The incentive layers its own qualifying criteria on top of the rules established by the federal mortgage stress test, said James Laird, co-founder of Ratehub Inc., the parent company of Ratehub.ca, and president of CanWise Financial.
“It continues to be surprising why the Liberals are not relying on the established qualifying criteria for their program,” Laird said.
“New qualifying rules make things unnecessarily confusing and complex, regardless of whether a Canadian lives in a high-cost community or outside of one.”
Potential impact on prices
The national version of FTHBI is expected to have little or no impact on home values because of its strict implicit price cap and limited appeal in the country’s priciest housing markets. But could the new incentive end up further driving up prices in the country’s least affordable cities?
It’s possible, according to John Pasalis, president of Realosophy Realty, a Toronto real estate brokerage.
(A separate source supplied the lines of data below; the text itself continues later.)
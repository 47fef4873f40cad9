//! Testing utilities for the flow workspace
//!
//! In-memory host doubles and record fixtures shared by integration tests.

#![allow(missing_docs)]

use flow_fields::{
    AttributeMap, ChangeSink, FieldDirection, FieldName, FieldRegistry, FieldSpec, RegistryError,
};
use flow_nodes::{EntityType, ListQuery, ProgressSink, Record, RecordSource, SourceError};
use std::cell::RefCell;
use std::collections::{BTreeMap, BTreeSet};

/// One field held by [`MemoryRegistry`]
#[derive(Debug, Clone, PartialEq, Eq)]
pub struct HeldField {
    pub value: Option<String>,
    pub placeholder: Option<String>,
    pub tooltip: String,
    pub direction: FieldDirection,
}

/// Call counters of [`MemoryRegistry`]; rejected calls count too
#[derive(Debug, Clone, Copy, Default, PartialEq, Eq)]
pub struct RegistryCalls {
    pub added: usize,
    pub values_set: usize,
    pub placeholders_set: usize,
    pub removed: usize,
}

impl RegistryCalls {
    /// Count of calls that changed the field set or a field
    pub fn mutations(&self) -> usize {
        self.added + self.values_set + self.placeholders_set + self.removed
    }
}

/// Field registry kept in memory, with failure injection
#[derive(Debug, Clone, Default)]
pub struct MemoryRegistry {
    fields: BTreeMap<FieldName, HeldField>,
    connected: BTreeSet<FieldName>,
    unknown_connectivity: BTreeSet<FieldName>,
    rejecting: BTreeSet<(&'static str, FieldName)>,
    listing_fails: bool,
    pub calls: RegistryCalls,
}

impl MemoryRegistry {
    pub fn new() -> Self {
        Self::default()
    }

    /// Registry holding output fields with the given values
    pub fn with_outputs(fields: &[(&str, &str)]) -> Self {
        let mut registry = Self::new();
        for (name, value) in fields {
            registry.insert_output(name, value);
        }
        registry
    }

    /// Add an output field without counting a call
    pub fn insert_output(&mut self, name: &str, value: &str) {
        self.fields.insert(
            FieldName::from(name),
            HeldField {
                value: Some(value.to_string()),
                placeholder: None,
                tooltip: String::new(),
                direction: FieldDirection::Output,
            },
        );
    }

    /// Add an input field without counting a call
    pub fn insert_input(&mut self, name: &str, value: &str, placeholder: &str) {
        self.fields.insert(
            FieldName::from(name),
            HeldField {
                value: Some(value.to_string()),
                placeholder: Some(placeholder.to_string()),
                tooltip: String::new(),
                direction: FieldDirection::Input,
            },
        );
    }

    /// Mark a field as wired
    pub fn connect(&mut self, name: &str) {
        self.connected.insert(FieldName::from(name));
    }

    /// Make the connectivity check of a field fail
    pub fn fail_connectivity(&mut self, name: &str) {
        self.unknown_connectivity.insert(FieldName::from(name));
    }

    /// Make `operation` ("add", "set_value", "set_placeholder", "remove") fail on a field
    pub fn reject(&mut self, operation: &'static str, name: &str) {
        self.rejecting.insert((operation, FieldName::from(name)));
    }

    /// Make field listing fail
    pub fn fail_listing(&mut self) {
        self.listing_fails = true;
    }

    pub fn names(&self) -> Vec<String> {
        self.fields.keys().map(ToString::to_string).collect()
    }

    pub fn has(&self, name: &str) -> bool {
        self.fields.contains_key(name)
    }

    pub fn field(&self, name: &str) -> Option<&HeldField> {
        self.fields.get(name)
    }

    pub fn value(&self, name: &str) -> Option<&str> {
        self.fields.get(name).and_then(|f| f.value.as_deref())
    }

    pub fn placeholder(&self, name: &str) -> Option<&str> {
        self.fields.get(name).and_then(|f| f.placeholder.as_deref())
    }

    /// Simulate the user typing into an input
    pub fn type_into(&mut self, name: &str, value: &str) {
        if let Some(field) = self.fields.get_mut(name) {
            field.value = Some(value.to_string());
        }
    }

    fn check(&self, operation: &'static str, name: &FieldName) -> Result<(), RegistryError> {
        if self.rejecting.contains(&(operation, name.clone())) {
            return Err(RegistryError::rejected(operation, name.clone(), "injected failure"));
        }
        Ok(())
    }
}

impl FieldRegistry for MemoryRegistry {
    fn field_names(&self) -> Result<BTreeSet<FieldName>, RegistryError> {
        if self.listing_fails {
            return Err(RegistryError::Unavailable("injected listing failure".into()));
        }
        Ok(self.fields.keys().cloned().collect())
    }

    fn field_value(&self, name: &FieldName) -> Option<String> {
        self.fields.get(name).and_then(|f| f.value.clone())
    }

    fn field_placeholder(&self, name: &FieldName) -> Option<String> {
        self.fields.get(name).and_then(|f| f.placeholder.clone())
    }

    fn add_field(&mut self, spec: FieldSpec) -> Result<(), RegistryError> {
        self.calls.added += 1;
        self.check("add", &spec.name)?;
        if self.fields.contains_key(&spec.name) {
            return Err(RegistryError::AlreadyExists(spec.name));
        }
        self.fields.insert(
            spec.name,
            HeldField {
                value: spec.default_value,
                placeholder: spec.placeholder,
                tooltip: spec.tooltip,
                direction: spec.direction,
            },
        );
        Ok(())
    }

    fn set_field_value(&mut self, name: &FieldName, value: &str) -> Result<(), RegistryError> {
        self.calls.values_set += 1;
        self.check("set_value", name)?;
        let field = self
            .fields
            .get_mut(name)
            .ok_or_else(|| RegistryError::NotFound(name.clone()))?;
        field.value = Some(value.to_string());
        Ok(())
    }

    fn set_field_placeholder(
        &mut self,
        name: &FieldName,
        placeholder: &str,
    ) -> Result<(), RegistryError> {
        self.calls.placeholders_set += 1;
        self.check("set_placeholder", name)?;
        let field = self
            .fields
            .get_mut(name)
            .ok_or_else(|| RegistryError::NotFound(name.clone()))?;
        field.placeholder = Some(placeholder.to_string());
        Ok(())
    }

    fn remove_field(&mut self, name: &FieldName) -> Result<(), RegistryError> {
        self.calls.removed += 1;
        self.check("remove", name)?;
        self.fields
            .remove(name)
            .ok_or_else(|| RegistryError::NotFound(name.clone()))?;
        Ok(())
    }

    fn is_connected(&self, name: &FieldName) -> Result<bool, RegistryError> {
        if self.unknown_connectivity.contains(name) {
            return Err(RegistryError::Unavailable("injected connectivity failure".into()));
        }
        Ok(self.connected.contains(name))
    }
}

/// Sink remembering every change event in order
#[derive(Debug, Clone, Default)]
pub struct RecordingSink {
    pub events: Vec<(String, String)>,
}

impl RecordingSink {
    pub fn new() -> Self {
        Self::default()
    }

    /// Latest value reported for a field
    pub fn last(&self, name: &str) -> Option<&str> {
        self.events
            .iter()
            .rev()
            .find(|(n, _)| n == name)
            .map(|(_, v)| v.as_str())
    }

    /// Names in reporting order
    pub fn names(&self) -> Vec<&str> {
        self.events.iter().map(|(n, _)| n.as_str()).collect()
    }
}

impl ChangeSink for RecordingSink {
    fn field_changed(&mut self, name: &FieldName, value: &str) {
        self.events.push((name.to_string(), value.to_string()));
    }
}

/// Progress sink remembering stage events as text
#[derive(Debug, Clone, Default)]
pub struct RecordingProgress {
    pub events: Vec<String>,
}

impl ProgressSink for RecordingProgress {
    fn stage_started(&mut self, index: usize, total: usize, name: &str) {
        self.events.push(format!("start {}/{} {}", index + 1, total, name));
    }

    fn stage_finished(&mut self, index: usize, total: usize, name: &str) {
        self.events.push(format!("done {}/{} {}", index + 1, total, name));
    }

    fn stage_failed(&mut self, index: usize, total: usize, name: &str, error: &str) {
        self.events.push(format!("fail {}/{} {}: {}", index + 1, total, name, error));
    }
}

/// Record source backed by a fixed set of records
///
/// Listing returns every record of the queried type in insertion order;
/// updates are merged into the stored record. Created records get the next
/// id above every stored one.
#[derive(Debug, Default)]
pub struct StaticSource {
    records: RefCell<Vec<Record>>,
    pub failing: bool,
    pub queries: RefCell<Vec<ListQuery>>,
    pub updates: RefCell<Vec<(EntityType, i64, AttributeMap)>>,
    pub created: RefCell<Vec<(EntityType, AttributeMap)>>,
}

impl StaticSource {
    pub fn new(records: Vec<Record>) -> Self {
        Self {
            records: RefCell::new(records),
            ..Self::default()
        }
    }

    /// Source whose every call fails with a transport error
    pub fn offline() -> Self {
        Self {
            failing: true,
            ..Self::default()
        }
    }

    /// Replace the stored records
    pub fn replace(&self, records: Vec<Record>) {
        *self.records.borrow_mut() = records;
    }

    pub fn record(&self, entity_type: EntityType, id: i64) -> Option<Record> {
        let name = entity_type.name();
        self.records
            .borrow()
            .iter()
            .find(|r| r.entity_type == name && r.id == id)
            .cloned()
    }

    fn guard(&self) -> Result<(), SourceError> {
        if self.failing {
            return Err(SourceError::Transport("source offline".into()));
        }
        Ok(())
    }
}

impl RecordSource for StaticSource {
    fn list(&self, query: &ListQuery) -> Result<Vec<Record>, SourceError> {
        self.queries.borrow_mut().push(query.clone());
        self.guard()?;
        let name = query.entity_type.name();
        Ok(self
            .records
            .borrow()
            .iter()
            .filter(|r| r.entity_type == name)
            .cloned()
            .collect())
    }

    fn fetch(&self, entity_type: EntityType, id: i64, _fields: &[String]) -> Result<Record, SourceError> {
        self.guard()?;
        self.record(entity_type, id).ok_or(SourceError::NotFound {
            entity_type: entity_type.name(),
            id,
        })
    }

    fn update(&self, entity_type: EntityType, id: i64, changes: &AttributeMap) -> Result<Record, SourceError> {
        self.guard()?;
        self.updates
            .borrow_mut()
            .push((entity_type, id, changes.clone()));
        let name = entity_type.name();
        let mut records = self.records.borrow_mut();
        let record = records
            .iter_mut()
            .find(|r| r.entity_type == name && r.id == id)
            .ok_or(SourceError::NotFound {
                entity_type: name.clone(),
                id,
            })?;
        for (attribute, value) in changes.iter() {
            record.attributes.insert(attribute, value.clone());
        }
        Ok(record.clone())
    }

    fn create(&self, entity_type: EntityType, attributes: &AttributeMap) -> Result<Record, SourceError> {
        self.guard()?;
        self.created
            .borrow_mut()
            .push((entity_type, attributes.clone()));
        let mut records = self.records.borrow_mut();
        let id = records.iter().map(|r| r.id).max().unwrap_or(0) + 1;
        let record = Record::new(entity_type.name(), id, attributes.clone());
        records.push(record.clone());
        Ok(record)
    }
}

/// Asset record fixture
pub fn asset(id: i64, code: &str, asset_type: &str) -> Record {
    Record::new(
        "Asset",
        id,
        AttributeMap::new()
            .with("code", code)
            .with("sg_asset_type", asset_type)
            .with("sg_status_list", "ip")
            .with("description", format!("{code} asset")),
    )
}

/// Project record fixture
pub fn project(id: i64, name: &str, template: bool) -> Record {
    Record::new(
        "Project",
        id,
        AttributeMap::new()
            .with("name", name)
            .with("is_template", template)
            .with("sg_status", "Active"),
    )
}

/// Task record fixture linked to an asset
pub fn task(id: i64, content: &str, asset_id: i64) -> Record {
    Record::new(
        "Task",
        id,
        AttributeMap::new()
            .with("content", content)
            .with("sg_status_list", "wtg"),
    )
    .with_link("entity", "Asset", asset_id, None)
}

/// Step record fixture
pub fn step(id: i64, short_name: &str, code: &str) -> Record {
    Record::new(
        "Step",
        id,
        AttributeMap::new()
            .with("short_name", short_name)
            .with("code", code)
            .with("entity_type", "Asset"),
    )
}

/// User record fixture
pub fn user(id: i64, name: &str, email: &str) -> Record {
    Record::new(
        "HumanUser",
        id,
        AttributeMap::new().with("name", name).with("email", email),
    )
}

/// Attribute map from name/value pairs
pub fn attributes(pairs: &[(&str, &str)]) -> AttributeMap {
    pairs
        .iter()
        .map(|(name, value)| (*name, flow_fields::AttributeValue::from(*value)))
        .collect()
}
Boosting the purchasing power of buyers in Toronto, Vancouver and Victoria could have an impact on prices in those markets, Pasalis said. However, other traits of the program might still limit its popularity.
The incentive comes in the form of a second mortgage with no interest or regular principal payments. But the government takes an equity stake in the property, participating in the gains if the property appreciates over time. Buyers must repay an amount equal to the government’s equity share either when the home is sold or after 25 years.
It’s hard to say how many buyers would choose to be able to buy $40,000 more worth of house in exchange for ceding part of the equity to the government, Pasalis said.
“I don’t know if there’s going to be a flood of buyers.”